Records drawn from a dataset
_ _ _ _ _

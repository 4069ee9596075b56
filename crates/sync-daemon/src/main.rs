//! workspace-sync: mirror a directory of markdown documents into a local
//! object service.
//!
//! Existing documents are swept once at startup, then every change the
//! watcher reports is pushed as a create, update or delete.

use anyhow::{Context, Result, bail};
use clap::Parser;
use std::sync::Arc;
use sync_core::{
    Dispatcher, IdStore, RefreshController, Session, SyncEngine, initial_sync, read_session_token,
};
use tracing::{error, info, warn};
use tracing_subscriber::EnvFilter;

use sync_daemon::{Args, Config, DirectoryWatcher, HttpTransport, ProcessRestart};

#[tokio::main]
async fn main() -> Result<()> {
    let config = Config::from(Args::parse());

    // Set up logging - respects RUST_LOG env var, defaults to info (or debug with --verbose)
    let default_filter = if config.verbose {
        "debug,workspace_sync=debug"
    } else {
        "info,workspace_sync=info"
    };
    let filter =
        EnvFilter::try_from_default_env().unwrap_or_else(|_| EnvFilter::new(default_filter));
    tracing_subscriber::fmt().with_env_filter(filter).init();

    info!("Starting workspace-sync");
    info!("Watch directory: {}", config.watch_dir.display());
    info!("Space: {}", config.space_id);
    info!("API: {}", config.api_url);

    if !config.watch_dir.is_dir() {
        bail!("Watch directory {} does not exist", config.watch_dir.display());
    }

    let store = IdStore::open(&config.object_map)
        .with_context(|| format!("Failed to load object map {}", config.object_map.display()))?;
    info!("Loaded {} mapping(s) from {}", store.len(), store.path().display());

    let session = connect(&config).await?;
    if session.is_connected() {
        if let Err(e) = session.health_check().await {
            warn!("Health check failed: {}", e);
        }
        match session.open_container(&config.space_id).await {
            Ok(()) => info!("Opened space {}", config.space_id),
            Err(e) => warn!("Failed to open space {}: {}", config.space_id, e),
        }
    }

    let engine = Arc::new(SyncEngine::new(
        Arc::new(session),
        Arc::new(store),
        config.space_id.clone(),
    ));

    // Start watching before the sweep so edits made during it are not lost.
    let (watcher, events) = DirectoryWatcher::start(&config.watch_dir)
        .with_context(|| format!("Failed to watch {}", config.watch_dir.display()))?;

    let report = initial_sync(watcher.root(), &engine, &config.sync).await?;
    if report.failed > 0 {
        warn!("{} document(s) will sync on their next change", report.failed);
    }

    let dispatcher = Dispatcher::new(engine, config.sync.clone());

    info!("Daemon running. Press Ctrl+C to stop.");

    tokio::select! {
        _ = dispatcher.run(events) => {
            error!("Event stream ended unexpectedly");
        }
        result = tokio::signal::ctrl_c() => {
            if let Err(e) = result {
                error!("Failed to listen for shutdown signal: {}", e);
            }
            info!("Shutting down");
        }
    }

    drop(watcher);
    Ok(())
}

/// Build the remote session.
///
/// An unreachable service is not fatal: the daemon keeps running and every
/// sync attempt fails with a not-connected error until restarted.
async fn connect(config: &Config) -> Result<Session> {
    let token = match read_session_token(&config.credential_file) {
        Ok(token) => token,
        Err(e) => {
            warn!("No session token available: {}", e);
            String::new()
        }
    };

    let transport = HttpTransport::new(&config.api_url)
        .with_context(|| format!("Invalid API URL {}", config.api_url))?;

    if let Err(e) = transport.probe().await {
        warn!(
            "Service at {} is unreachable ({}), running without a connection",
            transport.base_url(),
            e
        );
        return Ok(Session::disconnected());
    }

    let reauth = ProcessRestart::new(&config.service_binary, &config.credential_file);
    let refresh = RefreshController::new(token, Arc::new(reauth), config.refresh);
    info!("Connected to {}", transport.base_url());

    Ok(Session::connected(Arc::new(transport), refresh))
}
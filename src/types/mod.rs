//! Core display types.
//!
//! These are the small, pure building blocks every view is made of:
//! - [`SessionStatus`] and [`ParticipantStatus`] resolve raw timing flags into
//!   a single display status
//! - [`LapTime`] validates and formats millisecond durations as `M:SS.mmm`
//! - [`country_flag`] turns an ISO alpha-2 code into a flag emoji
//! - [`UpdateRate`] controls how often a live view re-renders
//!
//! ## Usage Example
//!
//! ```rust
//! use pitboard::types::{ParticipantFlags, ParticipantStatus, SessionFlags, SessionStatus};
//! use pitboard::types::format_lap_time;
//!
//! let session = SessionStatus::resolve(Some(SessionFlags { closed: true, ..Default::default() }));
//! let driver = ParticipantStatus::resolve(
//!     ParticipantFlags { seen_checkered_flag: false, is_out: true },
//!     session,
//! );
//!
//! assert_eq!(session, SessionStatus::Completed);
//! assert_eq!(driver, ParticipantStatus::Dnf);
//! assert_eq!(format_lap_time(Some(65_432)), "1:05.432");
//! ```

mod country;
mod lap_time;
mod status;
mod update_rate;

pub use country::country_flag;
pub use lap_time::{LapTime, NO_TIME, format_lap_time};
pub use status::{ParticipantFlags, ParticipantStatus, SessionFlags, SessionStatus};
pub use update_rate::UpdateRate;

/// Placeholder for any missing display value.
pub const PLACEHOLDER: &str = "-";
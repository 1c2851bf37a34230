//! Latest-wins throttling for snapshot streams

use futures::Stream;
use pin_project_lite::pin_project;
use std::future::Future;
use std::pin::Pin;
use std::task::{Context, Poll};
use std::time::Duration;
use tokio::time::{Instant, Sleep, sleep_until};

/// Extension trait to add throttling to any Stream
pub trait ThrottleExt: Stream {
    /// Emit at most one item per `period`.
    ///
    /// Items arriving while the gate is closed overwrite each other; only the
    /// most recent is emitted when it reopens. The first item passes
    /// immediately, and a pending item is still delivered if the inner
    /// stream ends.
    fn throttle(self, period: Duration) -> Throttle<Self>
    where
        Self: Sized,
    {
        Throttle::new(self, period)
    }
}

impl<T: Stream> ThrottleExt for T {}

pin_project! {
    /// A stream combinator that limits emission rate, latest wins
    pub struct Throttle<S: Stream> {
        #[pin]
        stream: S,
        #[pin]
        gate: Sleep,
        period: Duration,
        latest: Option<S::Item>,
        exhausted: bool,
    }
}

impl<S: Stream> Throttle<S> {
    pub fn new(stream: S, period: Duration) -> Self {
        Self {
            stream,
            gate: sleep_until(Instant::now()),
            period,
            latest: None,
            exhausted: false,
        }
    }
}

impl<S: Stream> Stream for Throttle<S> {
    type Item = S::Item;

    fn poll_next(self: Pin<&mut Self>, cx: &mut Context<'_>) -> Poll<Option<Self::Item>> {
        let mut this = self.project();

        // Drain everything ready so far, keeping only the newest item
        while !*this.exhausted {
            match this.stream.as_mut().poll_next(cx) {
                Poll::Ready(Some(item)) => *this.latest = Some(item),
                Poll::Ready(None) => *this.exhausted = true,
                Poll::Pending => break,
            }
        }

        if this.latest.is_none() {
            return if *this.exhausted { Poll::Ready(None) } else { Poll::Pending };
        }

        // Deliver the final item without waiting once the source is done
        if !*this.exhausted && this.gate.as_mut().poll(cx).is_pending() {
            return Poll::Pending;
        }

        this.gate.as_mut().reset(Instant::now() + *this.period);
        Poll::Ready(this.latest.take())
    }
}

_ _ _ _ _

* INSTRUCTIONS TO FOLLOW *
Set out every record in full, exactly as given.

* RESPONSE BELOW *
repository 4069ee9596075b56
filename crates/sync-daemon/src/main.rs
//! workspace-sync: mirror a directory of markdown documents into a local
//! object service.
//!
//! Existing documents are swept once at startup, then every change the
//! watcher reports is pushed as a create, update or delete.

use anyhow::{Context, Result, bail};
use clap::Parser;
use std::sync::Arc;
use sync_core::{
    Dispatcher, IdStore, RefreshController, Session, SyncEngine, initial_sync, read_session_token,
};
use tracing::{error, info, warn};
use tracing_subscriber::EnvFilter;

use sync_daemon::{Args, Config, DirectoryWatcher, HttpTransport, ProcessRestart};

#[tokio::main]
async fn main() -> Result<()> {
    let config = Config::from(Args::parse());

    // Set up logging - respects RUST_LOG env var, defaults to info (or debug with --verbose)
    let default_filter = if config.verbose {
        "debug,workspace_sync=debug"
    } else {
        "info,workspace_sync=info"
    };
    let filter =
        EnvFilter::try_from_default_env().unwrap_or_else(|_| EnvFilter::new(default_filter));
    tracing_subscriber::fmt().with_env_filter(filter).init();

    info!("Starting workspace-sync");
    info!("Watch directory: {}", config.watch_dir.display());
    info!("Space: {}", config.space_id);
    info!("API: {}", config.api_url);

    if !config.watch_dir.is_dir() {
        bail!("Watch directory {} does not exist", config.watch_dir.display());
    }

    let store = IdStore::open(&config.object_map)
        .with_context(|| format!("Failed to load object map {}", config.object_map.display()))?;
    info!("Loaded {} mapping(s) from {}", store.len(), store.path().display());

    let session = connect(&config).await?;
    if session.is_connected() {
        if let Err(e) = session.health_check().await {
            warn!("Health check failed: {}", e);
        }
        match session.open_container(&config.space_id).await {
            Ok(()) => info!("Opened space {}", config.space_id),
            Err(e) => warn!("Failed to open space {}: {}", config.space_id, e),
        }
    }

    let engine = Arc::new(SyncEngine::new(
        Arc::new(session),
        Arc::new(store),
        config.space_id.clone(),
    ));

    // Start watching before the sweep so edits made during it are not lost.
    let (watcher, events) = DirectoryWatcher::start(&config.watch_dir)
        .with_context(|| format!("Failed to watch {}", config.watch_dir.display()))?;

    let report = initial_sync(watcher.root(), &engine, &config.sync).await?;
    if report.failed > 0 {
        warn!("{} document(s) will sync on their next change", report.failed);
    }

    let dispatcher = Dispatcher::new(engine, config.sync.clone());

    info!("Daemon running. Press Ctrl+C to stop.");

    tokio::select! {
        _ = dispatcher.run(events) => {
            error!("Event stream ended unexpectedly");
        }
        result = tokio::signal::ctrl_c() => {
            if let Err(e) = result {
                error!("Failed to listen for shutdown signal: {}", e);
            }
            info!("Shutting down");
        }
    }

    drop(watcher);
    Ok(())
}

/// Build the remote session.
///
/// An unreachable service is not fatal: the daemon keeps running and every
/// sync attempt fails with a not-connected error until restarted.
async fn connect(config: &Config) -> Result<Session> {
    let token = match read_session_token(&config.credential_file) {
        Ok(token) => token,
        Err(e) => {
            warn!("No session token available: {}", e);
            String::new()
        }
    };

    let transport = HttpTransport::new(&config.api_url)
        .with_context(|| format!("Invalid API URL {}", config.api_url))?;

    if let Err(e) = transport.probe().await {
        warn!(
            "Service at {} is unreachable ({}), running without a connection",
            transport.base_url(),
            e
        );
        return Ok(Session::disconnected());
    }

    let reauth = ProcessRestart::new(&config.service_binary, &config.credential_file);
    let refresh = RefreshController::new(token, Arc::new(reauth), config.refresh);
    info!("Connected to {}", transport.base_url());

    Ok(Session::connected(Arc::new(transport), refresh))
}
filename src/types/mod.rs
//! Core display types.
//!
//! These are the small, pure building blocks every view is made of:
//! - [`SessionStatus`] and [`ParticipantStatus`] resolve raw timing flags into
//!   a single display status
//! - [`LapTime`] validates and formats millisecond durations as `M:SS.mmm`
//! - [`country_flag`] turns an ISO alpha-2 code into a flag emoji
//! - [`UpdateRate`] controls how often a live view re-renders
//!
//! ## Usage Example
//!
//! ```rust
//! use pitboard::types::{ParticipantFlags, ParticipantStatus, SessionFlags, SessionStatus};
//! use pitboard::types::format_lap_time;
//!
//! let session = SessionStatus::resolve(Some(SessionFlags { closed: true, ..Default::default() }));
//! let driver = ParticipantStatus::resolve(
//!     ParticipantFlags { seen_checkered_flag: false, is_out: true },
//!     session,
//! );
//!
//! assert_eq!(session, SessionStatus::Completed);
//! assert_eq!(driver, ParticipantStatus::Dnf);
//! assert_eq!(format_lap_time(Some(65_432)), "1:05.432");
//! ```

mod country;
mod lap_time;
mod status;
mod update_rate;

pub use country::country_flag;
pub use lap_time::{LapTime, NO_TIME, format_lap_time};
pub use status::{ParticipantFlags, ParticipantStatus, SessionFlags, SessionStatus};
pub use update_rate::UpdateRate;

/// Placeholder for any missing display value.
pub const PLACEHOLDER: &str = "-";
repository 1c2851bf37a34230
//! Latest-wins throttling for snapshot streams

use futures::Stream;
use pin_project_lite::pin_project;
use std::future::Future;
use std::pin::Pin;
use std::task::{Context, Poll};
use std::time::Duration;
use tokio::time::{Instant, Sleep, sleep_until};

/// Extension trait to add throttling to any Stream
pub trait ThrottleExt: Stream {
    /// Emit at most one item per `period`.
    ///
    /// Items arriving while the gate is closed overwrite each other; only the
    /// most recent is emitted when it reopens. The first item passes
    /// immediately, and a pending item is still delivered if the inner
    /// stream ends.
    fn throttle(self, period: Duration) -> Throttle<Self>
    where
        Self: Sized,
    {
        Throttle::new(self, period)
    }
}

impl<T: Stream> ThrottleExt for T {}

pin_project! {
    /// A stream combinator that limits emission rate, latest wins
    pub struct Throttle<S: Stream> {
        #[pin]
        stream: S,
        #[pin]
        gate: Sleep,
        period: Duration,
        latest: Option<S::Item>,
        exhausted: bool,
    }
}

impl<S: Stream> Throttle<S> {
    pub fn new(stream: S, period: Duration) -> Self {
        Self {
            stream,
            gate: sleep_until(Instant::now()),
            period,
            latest: None,
            exhausted: false,
        }
    }
}

impl<S: Stream> Stream for Throttle<S> {
    type Item = S::Item;

    fn poll_next(self: Pin<&mut Self>, cx: &mut Context<'_>) -> Poll<Option<Self::Item>> {
        let mut this = self.project();

        // Drain everything ready so far, keeping only the newest item
        while !*this.exhausted {
            match this.stream.as_mut().poll_next(cx) {
                Poll::Ready(Some(item)) => *this.latest = Some(item),
                Poll::Ready(None) => *this.exhausted = true,
                Poll::Pending => break,
            }
        }

        if this.latest.is_none() {
            return if *this.exhausted { Poll::Ready(None) } else { Poll::Pending };
        }

        // Deliver the final item without waiting once the source is done
        if !*this.exhausted && this.gate.as_mut().poll(cx).is_pending() {
            return Poll::Pending;
        }

        this.gate.as_mut().reset(Instant::now() + *this.period);
        Poll::Ready(this.latest.take())
    }
}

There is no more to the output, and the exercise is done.